= Exercise aim =
Copy out the entries below exactly as they stand, but only from the line containing "None => return" through the line containing "pub fn of_review(review: &reviews::Model)".

= Data extract =
//! Password hashing, bearer tokens and institutional email checks.

use crate::orm::users::{self, Role};
use argon2::{
    password_hash::{rand_core::OsRng, PasswordHash, PasswordHasher, PasswordVerifier, SaltString},
    Argon2,
};
use chrono::{Duration, Utc};
use jsonwebtoken::{decode, encode, DecodingKey, EncodingKey, Header, Validation};
use sea_orm::{DatabaseConnection, DbErr, EntityTrait};
use serde::{Deserialize, Serialize};

/// Hash a plaintext password into a PHC string (argon2id, random salt).
pub fn hash_password(password: &str) -> Result<String, argon2::password_hash::Error> {
    let salt = SaltString::generate(&mut OsRng);
    Ok(Argon2::default()
        .hash_password(password.as_bytes(), &salt)?
        .to_string())
}

/// Check a plaintext password against a stored hash.
/// Malformed hashes never verify.
pub fn verify_password(password: &str, hash: &str) -> bool {
    match PasswordHash::new(hash) {
        Ok(parsed) => Argon2::default()
            .verify_password(password.as_bytes(), &parsed)
            .is_ok(),
        Err(e) => {
            log::error!("Stored password hash could not be parsed: {}", e);
            false
        }
    }
}

/// True when `email` belongs to `domain`, ignoring case.
pub fn validate_institutional_email(email: &str, domain: &str) -> bool {
    let email = email.trim().to_lowercase();
    let suffix = format!("@{}", domain.trim().trim_start_matches('@').to_lowercase());
    email.len() > suffix.len() && email.ends_with(&suffix)
}

/// Token payload.
#[derive(Clone, Debug, PartialEq, Eq, Serialize, Deserialize)]
#[serde(rename_all = "camelCase")]
pub struct Claims {
    pub user_id: i32,
    pub email: String,
    pub role: Role,
    pub iat: i64,
    pub exp: i64,
}

/// HMAC keys and lifetime for bearer tokens.
#[derive(Clone)]
pub struct TokenKeys {
    encoding: EncodingKey,
    decoding: DecodingKey,
    ttl: Duration,
}

impl TokenKeys {
    pub fn new(secret: &[u8], ttl: Duration) -> Self {
        Self {
            encoding: EncodingKey::from_secret(secret),
            decoding: DecodingKey::from_secret(secret),
            ttl,
        }
    }

    pub fn ttl(&self) -> Duration {
        self.ttl
    }

    /// Issue a signed token for a user with the configured lifetime.
    pub fn generate_token(&self, user: &users::Model) -> Result<String, jsonwebtoken::errors::Error> {
        self.generate_token_with_ttl(user.id, &user.email, user.role, self.ttl)
    }

    pub fn generate_token_with_ttl(
        &self,
        user_id: i32,
        email: &str,
        role: Role,
        ttl: Duration,
    ) -> Result<String, jsonwebtoken::errors::Error> {
        let now = Utc::now();
        let claims = Claims {
            user_id,
            email: email.to_owned(),
            role,
            iat: now.timestamp(),
            exp: (now + ttl).timestamp(),
        };
        encode(&Header::default(), &claims, &self.encoding)
    }

    /// Signature and expiry check. Returns None for anything invalid.
    pub fn verify_token(&self, token: &str) -> Option<Claims> {
        match decode::<Claims>(token, &self.decoding, &Validation::default()) {
            Ok(data) => Some(data.claims),
            Err(e) => {
                log::debug!("Rejected bearer token: {}", e);
                None
            }
        }
    }
}

/// Resolve a bearer token to an active user.
pub async fn resolve_user(
    db: &DatabaseConnection,
    keys: &TokenKeys,
    token: &str,
) -> Result<Option<users::Model>, DbErr> {
    let claims = match keys.verify_token(token) {
        Some(claims) => claims,
        None => return Ok(None),
    };

    let user = users::Entity::find_by_id(claims.user_id).one(db).await?;
    Ok(user.filter(|u| u.is_active))
}
//! Rating aggregation over approved reviews.

use crate::orm::reviews;
use serde::Serialize;

/// A course or professor that reviews are written about.
#[derive(Clone, Copy, Debug, PartialEq, Eq, Hash)]
pub enum Subject {
    Course(i32),
    Professor(i32),
}

impl Subject {
    /// Subjects touched by a review.
    pub fn of_review(review: &reviews::Model) -> Vec<Subject> {
        let mut subjects = Vec::with_capacity(2);
        if let Some(id) = review.course_id {
            subjects.push(Subject::Course(id));
        }
        if let Some(id) = review.professor_id {
            subjects.push(Subject::Professor(id));
        }
        subjects
    }
}

/// Anything that carries a review's scores.
pub trait Rated {
    fn rating(&self) -> i32;
    fn difficulty(&self) -> Option<i32>;
    fn workload(&self) -> Option<i32>;
    fn is_approved(&self) -> bool;
}

impl Rated for reviews::Model {
    fn rating(&self) -> i32 {
        self.rating
    }

    fn difficulty(&self) -> Option<i32> {
        self.difficulty
    }

    fn workload(&self) -> Option<i32> {
        self.workload
    }

    fn is_approved(&self) -> bool {
        self.is_approved
    }
}

#[derive(Clone, Copy, Debug, Default, PartialEq, Serialize)]
#[serde(rename_all = "camelCase")]
pub struct RatingMetrics {
    pub average_rating: f64,
    pub average_difficulty: f64,
    pub average_workload: f64,
    pub total_reviews: u64,
}

/// Round to one decimal place.
pub fn round1(value: f64) -> f64 {
    (value * 10.0).round() / 10.0
}

fn mean(values: impl Iterator<Item = i32>) -> f64 {
    let (sum, count) = values.fold((0i64, 0u64), |(sum, count), v| (sum + v as i64, count + 1));
    if count == 0 {
        0.0
    } else {
        sum as f64 / count as f64
    }
}

/// Mean rating over approved reviews, rounded to one decimal. Zero when
/// nothing is approved.
pub fn compute_average_rating<R: Rated>(reviews: &[R]) -> f64 {
    round1(mean(
        reviews.iter().filter(|r| r.is_approved()).map(|r| r.rating()),
    ))
}

/// Averages over approved reviews. Difficulty and workload only count the
/// reviews that actually set them.
pub fn compute_metrics<R: Rated>(reviews: &[R]) -> RatingMetrics {
    let approved: Vec<&R> = reviews.iter().filter(|r| r.is_approved()).collect();

    RatingMetrics {
        average_rating: round1(mean(approved.iter().map(|r| r.rating()))),
        average_difficulty: round1(mean(approved.iter().filter_map(|r| r.difficulty()))),
        average_workload: round1(mean(approved.iter().filter_map(|r| r.workload()))),
        total_reviews: approved.len() as u64,
    }
}
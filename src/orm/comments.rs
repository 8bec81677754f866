//! SeaORM Entity for comments table

use sea_orm::entity::prelude::*;

#[derive(Clone, Debug, PartialEq, Eq, DeriveEntityModel)]
#[sea_orm(table_name = "comments")]
pub struct Model {
    #[sea_orm(primary_key)]
    pub id: i32,
    pub review_id: i32,
    pub user_id: i32,
    #[sea_orm(column_type = "Text")]
    pub content: String,
    pub created_at: DateTime,
    pub updated_at: DateTime,
}

#[derive(Copy, Clone, Debug, EnumIter, DeriveRelation)]
pub enum Relation {
    #[sea_orm(
        belongs_to = "super::reviews::Entity",
        from = "Column::ReviewId",
        to = "super::reviews::Column::Id",
        on_update = "NoAction",
        on_delete = "Cascade"
    )]
    Review,
    #[sea_orm(
        belongs_to = "super::users::Entity",
        from = "Column::UserId",
        to = "super::users::Column::Id",
        on_update = "NoAction",
        on_delete = "Cascade"
    )]
    User,
}

impl Related<super::reviews::Entity> for Entity {
    fn to() -> RelationDef {
        Relation::Review.def()
    }
}

impl Related<super::users::Entity> for Entity {
    fn to() -> RelationDef {
        Relation::User.def()
    }
}

impl ActiveModelBehavior for ActiveModel {}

= Finished task =
        None => return Ok(None),
    };

    let user = users::Entity::find_by_id(claims.user_id).one(db).await?;
    Ok(user.filter(|u| u.is_active))
}
//! Rating aggregation over approved reviews.

use crate::orm::reviews;
use serde::Serialize;

/// A course or professor that reviews are written about.
#[derive(Clone, Copy, Debug, PartialEq, Eq, Hash)]
pub enum Subject {
    Course(i32),
    Professor(i32),
}

impl Subject {
    /// Subjects touched by a review.
    pub fn of_review(review: &reviews::Model) -> Vec<Subject> {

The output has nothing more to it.